Stored data entries

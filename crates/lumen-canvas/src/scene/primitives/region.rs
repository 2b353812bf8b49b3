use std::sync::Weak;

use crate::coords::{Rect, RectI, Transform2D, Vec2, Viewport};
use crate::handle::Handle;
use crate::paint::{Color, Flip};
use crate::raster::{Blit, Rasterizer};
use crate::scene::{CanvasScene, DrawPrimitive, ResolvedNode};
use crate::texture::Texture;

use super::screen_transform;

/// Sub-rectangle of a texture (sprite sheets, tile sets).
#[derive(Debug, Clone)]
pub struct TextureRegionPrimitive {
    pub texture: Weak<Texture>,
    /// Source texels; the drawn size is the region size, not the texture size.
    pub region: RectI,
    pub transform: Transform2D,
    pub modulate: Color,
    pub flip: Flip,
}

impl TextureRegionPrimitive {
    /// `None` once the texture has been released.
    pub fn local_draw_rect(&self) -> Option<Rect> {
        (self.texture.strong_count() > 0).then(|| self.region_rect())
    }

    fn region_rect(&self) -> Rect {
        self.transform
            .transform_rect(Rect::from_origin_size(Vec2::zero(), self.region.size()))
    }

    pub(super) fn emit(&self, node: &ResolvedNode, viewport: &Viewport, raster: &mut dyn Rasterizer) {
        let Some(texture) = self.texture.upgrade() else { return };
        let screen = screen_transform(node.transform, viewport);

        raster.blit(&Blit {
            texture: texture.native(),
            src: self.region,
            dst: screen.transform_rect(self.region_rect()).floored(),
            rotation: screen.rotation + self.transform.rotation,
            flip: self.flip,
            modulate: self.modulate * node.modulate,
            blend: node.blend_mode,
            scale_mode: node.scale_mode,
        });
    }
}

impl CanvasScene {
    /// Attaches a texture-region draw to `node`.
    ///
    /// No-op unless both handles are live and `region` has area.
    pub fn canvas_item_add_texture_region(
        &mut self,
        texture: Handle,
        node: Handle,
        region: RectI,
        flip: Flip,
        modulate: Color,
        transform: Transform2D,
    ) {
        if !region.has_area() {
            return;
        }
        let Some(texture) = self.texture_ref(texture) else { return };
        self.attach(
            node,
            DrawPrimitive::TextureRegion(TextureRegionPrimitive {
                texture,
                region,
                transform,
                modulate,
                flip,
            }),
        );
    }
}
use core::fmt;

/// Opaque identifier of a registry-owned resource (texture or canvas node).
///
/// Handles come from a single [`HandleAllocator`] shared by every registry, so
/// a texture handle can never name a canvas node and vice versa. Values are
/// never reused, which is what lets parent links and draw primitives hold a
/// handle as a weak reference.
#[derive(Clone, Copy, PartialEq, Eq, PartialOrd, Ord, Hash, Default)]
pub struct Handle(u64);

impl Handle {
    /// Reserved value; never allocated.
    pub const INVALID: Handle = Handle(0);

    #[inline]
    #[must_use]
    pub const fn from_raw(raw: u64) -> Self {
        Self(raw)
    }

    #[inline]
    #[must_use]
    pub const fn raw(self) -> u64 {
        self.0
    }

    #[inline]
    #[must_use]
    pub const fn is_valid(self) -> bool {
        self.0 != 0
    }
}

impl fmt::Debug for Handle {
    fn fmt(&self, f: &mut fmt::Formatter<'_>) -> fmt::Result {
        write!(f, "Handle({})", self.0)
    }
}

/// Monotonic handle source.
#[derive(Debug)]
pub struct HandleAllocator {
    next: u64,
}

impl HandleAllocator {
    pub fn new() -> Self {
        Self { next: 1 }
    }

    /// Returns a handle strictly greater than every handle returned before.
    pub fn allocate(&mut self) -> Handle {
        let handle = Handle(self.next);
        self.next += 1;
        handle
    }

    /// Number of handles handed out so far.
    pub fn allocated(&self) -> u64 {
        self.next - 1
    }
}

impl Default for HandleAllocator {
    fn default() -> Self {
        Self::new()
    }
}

## Work task
All the data above is to be given again, exactly.

## Result for this exercise
filename crates/lumen-canvas/src/scene/primitives/region.rs
repository 2b353812bf8b49b3
use std::sync::Weak;

use crate::coords::{Rect, RectI, Transform2D, Vec2, Viewport};
use crate::handle::Handle;
use crate::paint::{Color, Flip};
use crate::raster::{Blit, Rasterizer};
use crate::scene::{CanvasScene, DrawPrimitive, ResolvedNode};
use crate::texture::Texture;

use super::screen_transform;

/// Sub-rectangle of a texture (sprite sheets, tile sets).
#[derive(Debug, Clone)]
pub struct TextureRegionPrimitive {
    pub texture: Weak<Texture>,
    /// Source texels; the drawn size is the region size, not the texture size.
    pub region: RectI,
    pub transform: Transform2D,
    pub modulate: Color,
    pub flip: Flip,
}

impl TextureRegionPrimitive {
    /// `None` once the texture has been released.
    pub fn local_draw_rect(&self) -> Option<Rect> {
        (self.texture.strong_count() > 0).then(|| self.region_rect())
    }

    fn region_rect(&self) -> Rect {
        self.transform
            .transform_rect(Rect::from_origin_size(Vec2::zero(), self.region.size()))
    }

    pub(super) fn emit(&self, node: &ResolvedNode, viewport: &Viewport, raster: &mut dyn Rasterizer) {
        let Some(texture) = self.texture.upgrade() else { return };
        let screen = screen_transform(node.transform, viewport);

        raster.blit(&Blit {
            texture: texture.native(),
            src: self.region,
            dst: screen.transform_rect(self.region_rect()).floored(),
            rotation: screen.rotation + self.transform.rotation,
            flip: self.flip,
            modulate: self.modulate * node.modulate,
            blend: node.blend_mode,
            scale_mode: node.scale_mode,
        });
    }
}

impl CanvasScene {
    /// Attaches a texture-region draw to `node`.
    ///
    /// No-op unless both handles are live and `region` has area.
    pub fn canvas_item_add_texture_region(
        &mut self,
        texture: Handle,
        node: Handle,
        region: RectI,
        flip: Flip,
        modulate: Color,
        transform: Transform2D,
    ) {
        if !region.has_area() {
            return;
        }
        let Some(texture) = self.texture_ref(texture) else { return };
        self.attach(
            node,
            DrawPrimitive::TextureRegion(TextureRegionPrimitive {
                texture,
                region,
                transform,
                modulate,
                flip,
            }),
        );
    }
}
use core::fmt;

/// Opaque identifier of a registry-owned resource (texture or canvas node).
///
/// Handles come from a single [`HandleAllocator`] shared by every registry, so
/// a texture handle can never name a canvas node and vice versa. Values are
/// never reused, which is what lets parent links and draw primitives hold a
/// handle as a weak reference.
#[derive(Clone, Copy, PartialEq, Eq, PartialOrd, Ord, Hash, Default)]
pub struct Handle(u64);

impl Handle {
    /// Reserved value; never allocated.
    pub const INVALID: Handle = Handle(0);

    #[inline]
    #[must_use]
    pub const fn from_raw(raw: u64) -> Self {
        Self(raw)
    }

    #[inline]
    #[must_use]
    pub const fn raw(self) -> u64 {
        self.0
    }

    #[inline]
    #[must_use]
    pub const fn is_valid(self) -> bool {
        self.0 != 0
    }
}

impl fmt::Debug for Handle {
    fn fmt(&self, f: &mut fmt::Formatter<'_>) -> fmt::Result {
        write!(f, "Handle({})", self.0)
    }
}

/// Monotonic handle source.
#[derive(Debug)]
pub struct HandleAllocator {
    next: u64,
}

impl HandleAllocator {
    pub fn new() -> Self {
        Self { next: 1 }
    }

    /// Returns a handle strictly greater than every handle returned before.
    pub fn allocate(&mut self) -> Handle {
        let handle = Handle(self.next);
        self.next += 1;
        handle
    }

    /// Number of handles handed out so far.
    pub fn allocated(&self) -> u64 {
        self.next - 1
    }
}

impl Default for HandleAllocator {
    fn default() -> Self {
        Self::new()
    }
}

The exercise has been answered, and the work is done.